**REQUIRED WORK:** Read through the data, and wherever a line holds the word "enum", write that line out.

-- LISTED ENTRIES follows --

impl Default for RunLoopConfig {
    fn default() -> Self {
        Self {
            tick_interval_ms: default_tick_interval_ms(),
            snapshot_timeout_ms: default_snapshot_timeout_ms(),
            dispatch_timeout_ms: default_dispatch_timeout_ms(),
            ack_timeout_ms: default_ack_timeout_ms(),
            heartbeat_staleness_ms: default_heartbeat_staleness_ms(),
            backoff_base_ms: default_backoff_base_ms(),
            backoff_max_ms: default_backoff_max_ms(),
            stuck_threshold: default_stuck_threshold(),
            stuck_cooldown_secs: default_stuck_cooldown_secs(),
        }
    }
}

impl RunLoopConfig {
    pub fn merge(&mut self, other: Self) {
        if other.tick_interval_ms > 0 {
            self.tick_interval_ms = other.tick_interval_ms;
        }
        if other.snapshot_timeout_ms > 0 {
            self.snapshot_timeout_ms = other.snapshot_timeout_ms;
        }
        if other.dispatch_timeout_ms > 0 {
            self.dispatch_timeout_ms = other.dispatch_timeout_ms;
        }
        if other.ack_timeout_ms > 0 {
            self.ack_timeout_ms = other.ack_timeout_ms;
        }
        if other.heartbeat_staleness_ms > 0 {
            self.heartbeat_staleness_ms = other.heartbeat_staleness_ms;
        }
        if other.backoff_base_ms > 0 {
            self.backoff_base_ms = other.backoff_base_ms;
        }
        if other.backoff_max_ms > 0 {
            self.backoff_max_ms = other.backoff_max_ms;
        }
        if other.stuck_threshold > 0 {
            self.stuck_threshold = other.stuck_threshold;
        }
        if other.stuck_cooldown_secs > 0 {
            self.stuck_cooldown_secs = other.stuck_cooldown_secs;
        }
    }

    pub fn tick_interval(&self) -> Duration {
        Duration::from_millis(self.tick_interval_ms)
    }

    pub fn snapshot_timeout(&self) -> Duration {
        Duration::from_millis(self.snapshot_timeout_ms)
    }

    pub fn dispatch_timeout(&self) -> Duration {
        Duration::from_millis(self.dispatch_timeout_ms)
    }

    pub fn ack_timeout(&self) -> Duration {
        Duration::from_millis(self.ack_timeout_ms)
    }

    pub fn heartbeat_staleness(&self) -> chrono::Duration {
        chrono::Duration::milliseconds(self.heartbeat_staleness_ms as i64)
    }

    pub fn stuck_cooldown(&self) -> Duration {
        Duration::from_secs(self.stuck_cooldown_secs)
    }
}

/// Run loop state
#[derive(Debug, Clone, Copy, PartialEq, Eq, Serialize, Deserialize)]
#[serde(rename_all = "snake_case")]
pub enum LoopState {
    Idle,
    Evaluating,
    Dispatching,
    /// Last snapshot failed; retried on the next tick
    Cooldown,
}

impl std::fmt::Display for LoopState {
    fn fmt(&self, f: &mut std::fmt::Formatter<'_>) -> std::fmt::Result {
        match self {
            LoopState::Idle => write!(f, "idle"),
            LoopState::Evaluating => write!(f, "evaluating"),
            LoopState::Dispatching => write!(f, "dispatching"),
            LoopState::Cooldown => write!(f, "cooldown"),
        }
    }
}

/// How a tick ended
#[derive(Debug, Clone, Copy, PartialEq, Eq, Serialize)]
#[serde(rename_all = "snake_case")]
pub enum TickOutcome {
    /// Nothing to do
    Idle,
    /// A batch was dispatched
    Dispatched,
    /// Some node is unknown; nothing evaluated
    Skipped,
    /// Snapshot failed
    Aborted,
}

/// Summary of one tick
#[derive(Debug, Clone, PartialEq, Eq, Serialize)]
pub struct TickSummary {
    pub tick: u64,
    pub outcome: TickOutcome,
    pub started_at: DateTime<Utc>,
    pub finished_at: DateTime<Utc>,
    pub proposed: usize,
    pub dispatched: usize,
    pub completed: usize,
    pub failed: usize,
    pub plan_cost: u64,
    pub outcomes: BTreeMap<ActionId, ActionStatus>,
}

-- LISTED ENTRIES concluded --

**TASK SOLUTION:**
pub enum LoopState {
pub enum TickOutcome {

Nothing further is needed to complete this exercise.